Cheminot, tiens toi prêt !

Publié le par Syndicat FiRST

 

FiRST l'a annoncé de longue date : pour la SNCF et son personnel, 2018 risque d'être l'année des grands changements. Et rien ne laisse espérer que les évolutions soient positives, ni pour le rail, ni pour les cheminots !

 

Jean-Cyril Spinetta devrait restituer ses travaux d'ici quelques jours. L'ancien PDG d'Air-France KLM avait été missionné par le Gouvernement pour réfléchir à l'avenir du système ferroviaire français, aux conditions d'ouverture totale du réseau à la concurrence, à la gestion de la dette « de la SNCF » dont une grande partie relève de la responsabilité de l'Etat...

 

FiRST a vivement dénoncé les conditions de cette approche : des travaux menés dans la précipitation et dans l'opacité, par une petite équipe voire par un seul homme, excluant tout débat public. D'autant que le train, et la SNCF en particulier, ont été totalement et délibérément exclus des débats organisés par le Gouvernement sur les mobilités de demain (Assises Nationales de la Mobilité).

 

En juillet 2018, le Président de la République avait par sa part proposé un marché des plus scandaleux : une reprise de la dette infra réintégrée en 2014 au sein de la SNCF contre la suppression du Statut et du régime spécial des cheminots.

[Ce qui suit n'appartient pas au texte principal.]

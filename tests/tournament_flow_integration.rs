//! Integration tests for the full tournament lifecycle
//!
//! These tests drive the state through registration, groups,
//! elimination, and proclamation the way the presentation layer does.

use rand::SeedableRng;
use rand::rngs::StdRng;

use beach_volley::game::entities::{FinalSlot, MatchId};
use beach_volley::tournament::manager::{
    self, proclaim, record_result, register_athlete, register_team, simulate_all_group_matches,
    simulate_all_playoffs, start_elimination, start_tournament,
};
use beach_volley::tournament::models::{TournamentPhase, TournamentState};

/// A setup-phase state with `n` teams of two athletes each.
fn state_with_teams(n: usize) -> TournamentState {
    let mut state = TournamentState::new();
    state.config.name = "Summer Cup".to_string();
    for i in 0..n {
        let a1 = register_athlete(&mut state, &format!("Athlete {i}a")).unwrap();
        let a2 = register_athlete(&mut state, &format!("Athlete {i}b")).unwrap();
        register_team(&mut state, &format!("Team {i}"), a1, a2).unwrap();
    }
    state
}

fn pending_bracket_ids(state: &TournamentState) -> Vec<MatchId> {
    state
        .bracket
        .iter()
        .filter(|m| !m.confirmed)
        .map(|m| m.id)
        .collect()
}

#[test]
fn four_team_single_group_runs_to_podium() {
    let mut rng = StdRng::seed_from_u64(42);
    let mut state = state_with_teams(4);
    state.config.single_group = true;
    // The whole group advances into a four-seed bracket.
    state.config.advance_per_group = 4;

    start_tournament(&mut state, &mut rng).unwrap();
    assert_eq!(state.phase, TournamentPhase::Groups);
    assert_eq!(state.groups.len(), 1);
    assert_eq!(state.groups[0].matches.len(), 6);

    // Enter every group result manually, 21-15 to side 1.
    let group_ids: Vec<MatchId> = state.groups[0].matches.iter().map(|m| m.id).collect();
    for id in group_ids {
        record_result(&mut state, id, &[(21, 15)]).unwrap();
    }

    start_elimination(&mut state, &mut rng).unwrap();
    assert_eq!(state.phase, TournamentPhase::Elimination);
    // Four seeds pair into exactly two round-0 matches.
    assert_eq!(state.bracket.len(), 2);
    assert!(state.bracket.iter().all(|m| m.round == 0));

    // Confirming both round-0 matches must create the two finals
    // directly, with no semifinal round in between.
    for id in pending_bracket_ids(&state) {
        record_result(&mut state, id, &[(21, 17)]).unwrap();
    }
    assert_eq!(state.bracket.len(), 4);
    assert!(state.bracket.iter().all(|m| m.round != 1));
    assert_eq!(state.bracket[2].slot, Some(FinalSlot::Final1v2));
    assert_eq!(state.bracket[3].slot, Some(FinalSlot::Final3v4));

    for id in pending_bracket_ids(&state) {
        record_result(&mut state, id, &[(15, 21)]).unwrap();
    }

    proclaim(&mut state).unwrap();
    assert_eq!(state.phase, TournamentPhase::Proclamation);
    assert_eq!(state.winner, state.bracket[2].winner);

    // Podium: all four teams, positions 1 through 4, no repeats.
    assert_eq!(state.podium.len(), 4);
    let positions: Vec<u8> = state.podium.iter().map(|e| e.position).collect();
    assert_eq!(positions, [1, 2, 3, 4]);
    let mut teams: Vec<_> = state.podium.iter().map(|e| e.team).collect();
    teams.sort();
    teams.dedup();
    assert_eq!(teams.len(), 4);

    // Every athlete gets exactly one tournament credit, with the
    // position their team finished at.
    assert_eq!(state.athletes.len(), 8);
    for athlete in &state.athletes {
        assert_eq!(athlete.stats.tournaments, 1);
        assert_eq!(athlete.stats.history.len(), 1);
        let record = &athlete.stats.history[0];
        assert_eq!(record.tournament, "Summer Cup");
        assert_eq!(record.field_size, Some(4));

        let team = state
            .teams
            .iter()
            .find(|t| t.athletes.contains(&athlete.id))
            .unwrap();
        let entry = state.podium.iter().find(|e| e.team == team.id).unwrap();
        assert_eq!(record.position, entry.position);
        if entry.position == 1 {
            assert_eq!(athlete.stats.wins, 1);
            assert_eq!(athlete.stats.losses, 0);
        } else {
            assert_eq!(athlete.stats.wins, 0);
            assert_eq!(athlete.stats.losses, 1);
        }
    }
}

#[test]
fn two_groups_of_two_also_make_a_four_seed_bracket() {
    let mut rng = StdRng::seed_from_u64(7);
    let mut state = state_with_teams(4);
    state.config.num_groups = 2;
    state.config.advance_per_group = 2;

    start_tournament(&mut state, &mut rng).unwrap();
    assert_eq!(state.groups.len(), 2);
    simulate_all_group_matches(&mut state, &mut rng).unwrap();
    start_elimination(&mut state, &mut rng).unwrap();
    assert_eq!(state.bracket.len(), 2);

    simulate_all_playoffs(&mut state, &mut rng).unwrap();
    assert_eq!(state.bracket.len(), 4);
    proclaim(&mut state).unwrap();
    assert_eq!(state.podium.len(), 4);
}

#[test]
fn five_advancing_teams_get_one_walkover() {
    let mut rng = StdRng::seed_from_u64(99);
    let mut state = state_with_teams(5);
    state.config.single_group = true;
    state.config.advance_per_group = 5;

    start_tournament(&mut state, &mut rng).unwrap();
    simulate_all_group_matches(&mut state, &mut rng).unwrap();
    start_elimination(&mut state, &mut rng).unwrap();

    // Six seeds (five teams plus the bye) pair into three matches.
    assert_eq!(state.bracket.len(), 3);
    let walkovers: Vec<_> = state.bracket.iter().filter(|m| m.involves_bye()).collect();
    assert_eq!(walkovers.len(), 1);

    let wo = walkovers[0];
    assert!(wo.confirmed);
    let winner = wo.winner.unwrap();
    assert_ne!(winner, beach_volley::BYE_TEAM_ID);
    assert!(state.teams.iter().any(|t| t.id == winner));
    let expected = if winner == wo.team1 { (21, 0) } else { (0, 21) };
    assert_eq!(wo.points_total(), expected);

    // The two real pairings are still waiting for results.
    assert_eq!(state.bracket.iter().filter(|m| !m.confirmed).count(), 2);
}

#[test]
fn eight_teams_play_semifinals() {
    let mut rng = StdRng::seed_from_u64(123);
    let mut state = state_with_teams(8);
    state.config.num_groups = 2;
    state.config.advance_per_group = 4;

    start_tournament(&mut state, &mut rng).unwrap();
    simulate_all_group_matches(&mut state, &mut rng).unwrap();
    start_elimination(&mut state, &mut rng).unwrap();
    assert_eq!(state.bracket.len(), 4);

    simulate_all_playoffs(&mut state, &mut rng).unwrap();
    // Quarterfinals, two semifinals, and two finals.
    assert_eq!(state.bracket.len(), 8);
    assert_eq!(state.bracket.iter().filter(|m| m.round == 1).count(), 2);

    proclaim(&mut state).unwrap();
    assert_eq!(state.podium.len(), 4);
    assert!(state.winner.is_some());
}

#[test]
fn ranking_commit_flag_gates_career_transfer() {
    let mut rng = StdRng::seed_from_u64(5);
    let mut state = state_with_teams(4);
    state.config.single_group = true;
    state.config.advance_per_group = 4;
    state.commit_simulated_to_ranking = false;

    start_tournament(&mut state, &mut rng).unwrap();
    simulate_all_group_matches(&mut state, &mut rng).unwrap();
    start_elimination(&mut state, &mut rng).unwrap();
    simulate_all_playoffs(&mut state, &mut rng).unwrap();
    proclaim(&mut state).unwrap();

    // Podium derived, but no career was touched.
    assert_eq!(state.podium.len(), 4);
    for athlete in &state.athletes {
        assert_eq!(athlete.stats.tournaments, 0);
        assert!(athlete.stats.history.is_empty());
    }
    assert!(
        state
            .athletes
            .iter()
            .all(|a| beach_volley::compute_overall(a) == 40)
    );
}

#[test]
fn group_standings_are_consistent_with_results() {
    let mut rng = StdRng::seed_from_u64(31);
    let mut state = state_with_teams(4);
    state.config.single_group = true;

    start_tournament(&mut state, &mut rng).unwrap();
    simulate_all_group_matches(&mut state, &mut rng).unwrap();

    let ranked = manager::group_standings(&state, 0).unwrap();
    assert_eq!(ranked.len(), 4);
    // Everyone played three matches; classification points follow.
    for team in &ranked {
        assert_eq!(team.stats.wins + team.stats.losses, 3);
        assert_eq!(
            team.stats.classification_points,
            team.stats.wins * 3 + team.stats.losses
        );
    }
    // Best-first by the four-key order.
    for pair in ranked.windows(2) {
        let (a, b) = (&pair[0].stats, &pair[1].stats);
        assert!(
            (
                std::cmp::Reverse(a.classification_points),
                std::cmp::Reverse(a.wins),
                std::cmp::Reverse(a.set_diff()),
                std::cmp::Reverse(a.point_diff()),
            ) <= (
                std::cmp::Reverse(b.classification_points),
                std::cmp::Reverse(b.wins),
                std::cmp::Reverse(b.set_diff()),
                std::cmp::Reverse(b.point_diff()),
            )
        );
    }
}
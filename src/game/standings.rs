//! Group standings: stat accumulation after a confirmed match and the
//! four-key ranking order.

use log::warn;
use std::cmp::Reverse;

use crate::game::entities::{Match, Team, TeamId};

/// Fold a confirmed match into both teams' cumulative stats.
///
/// Set wins/losses and aggregate points go to both sides; the winner gets
/// +3 classification points and a win, the loser +1 and a loss. Skips
/// silently when the match is unconfirmed or a side does not resolve in
/// the registry (a caller-validated precondition, not an error path).
///
/// NOT idempotent: calling this twice for the same match double-counts.
/// `tournament::manager` is the single call site and invokes it exactly
/// once per confirmed match.
pub fn apply_result(teams: &mut [Team], m: &Match) {
    if !m.confirmed {
        warn!("ignoring standings update for unconfirmed match {}", m.id);
        return;
    }
    let Some(i1) = teams.iter().position(|t| t.id == m.team1) else {
        warn!("standings skip: team {} not in registry", m.team1);
        return;
    };
    let Some(i2) = teams.iter().position(|t| t.id == m.team2) else {
        warn!("standings skip: team {} not in registry", m.team2);
        return;
    };

    let (points1, points2) = m.points_total();
    let team1_won = m.winner == Some(m.team1);

    {
        let s = &mut teams[i1].stats;
        s.sets_won += m.sets1;
        s.sets_lost += m.sets2;
        s.points_scored += points1;
        s.points_conceded += points2;
        if team1_won {
            s.wins += 1;
            s.classification_points += 3;
        } else {
            s.losses += 1;
            s.classification_points += 1;
        }
    }
    {
        let s = &mut teams[i2].stats;
        s.sets_won += m.sets2;
        s.sets_lost += m.sets1;
        s.points_scored += points2;
        s.points_conceded += points1;
        if team1_won {
            s.losses += 1;
            s.classification_points += 1;
        } else {
            s.wins += 1;
            s.classification_points += 3;
        }
    }
}

/// Order the given group members best-first.
///
/// Descending by classification points, then wins, then set difference,
/// then point difference. The sort is stable, so teams equal on all four
/// keys keep their insertion order. Member ids that do not resolve are
/// skipped.
pub fn rank_group<'a>(teams: &'a [Team], members: &[TeamId]) -> Vec<&'a Team> {
    let mut ranked: Vec<&Team> = members
        .iter()
        .filter_map(|id| teams.iter().find(|t| t.id == *id))
        .collect();
    ranked.sort_by_key(|t| {
        (
            Reverse(t.stats.classification_points),
            Reverse(t.stats.wins),
            Reverse(t.stats.set_diff()),
            Reverse(t.stats.point_diff()),
        )
    });
    ranked
}
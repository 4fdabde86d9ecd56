//! Store configuration module.
//!
//! Provides the location of the persisted tournament document.

use std::env;
use std::path::PathBuf;

/// Default document name, next to the working directory.
const DEFAULT_DATA_FILE: &str = "beach_volley_data.json";

/// Store configuration
#[derive(Clone, Debug)]
pub struct StoreConfig {
    /// Path of the persisted tournament document
    pub data_file: PathBuf,
}

impl StoreConfig {
    /// Create configuration from environment variables
    ///
    /// Expected environment variables:
    /// - `BEACH_VOLLEY_DATA_FILE`: document path (default:
    ///   `beach_volley_data.json`)
    pub fn from_env() -> Self {
        Self {
            data_file: env::var("BEACH_VOLLEY_DATA_FILE")
                .map(PathBuf::from)
                .unwrap_or_else(|_| PathBuf::from(DEFAULT_DATA_FILE)),
        }
    }

    /// Create a configuration pointing at an explicit path
    pub fn at(path: impl Into<PathBuf>) -> Self {
        Self {
            data_file: path.into(),
        }
    }
}

impl Default for StoreConfig {
    fn default() -> Self {
        Self {
            data_file: PathBuf::from(DEFAULT_DATA_FILE),
        }
    }
}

Tous ces éléments mis bout à bout laissent entrevoir, telles les pièces d'un puzzle qui s'assemblent, les sinistres ambitions de nos décideurs politiques.

 

Et pour noircir encore un peu le tableau, ajoutons à cela les voix qui s'élèvent, réclamant la concurrence à cors et à cris, émanant indifféremment de Régions dans lesquelles la régularité des TER est la meilleure ou la pire... C'est bien connu, lorsque l'on veut tuer un service public, on commence par assécher ses ressources, le déposséder de ses moyens, et le reste se fait tout seul. Ou alors, il suffit d’idolâtrer le dogme de la concurrence.

 

La FNAUT a récemment invité FiRST à lui faire par de son analyse sur la dernière phase d'ouverture du réseau à la concurrence. A l'inverse d'autres syndicats, qui se contentent parfois de déclarer qu'ils sont contre, FiRST a pointé du doigt exemples à l'appui les risques liés à la privatisation et a invité à promouvoir la mise en place indicateurs globaux et fiables permettant de mesurer de manière objective les impacts des premières privatisations. Ce qui pourrait réserver des surprises, pas forcément au détriment de la SNCF. Souvenons-nous du fret !

 

Fidèle à ses habitudes, le syndicat majoritaire de la SNCF a programmé une journée de manifestation le 8 février sans concertation avec l'ensemble des syndicats de cheminots. FiRST regrette une nouvelle fois que, depuis un dizaine d'années, aucun mouvement unitaire n'ait pu rassembler les cheminots. Cette fois, l'ampleur des risques aurait pourtant exigé, a minima, une rencontre de toutes les fédérations. Certains en ont, une nouvelle fois, décidé autrement. Cela n'empêchera pas FiRST d'être aux côtés des cheminots le moment venu.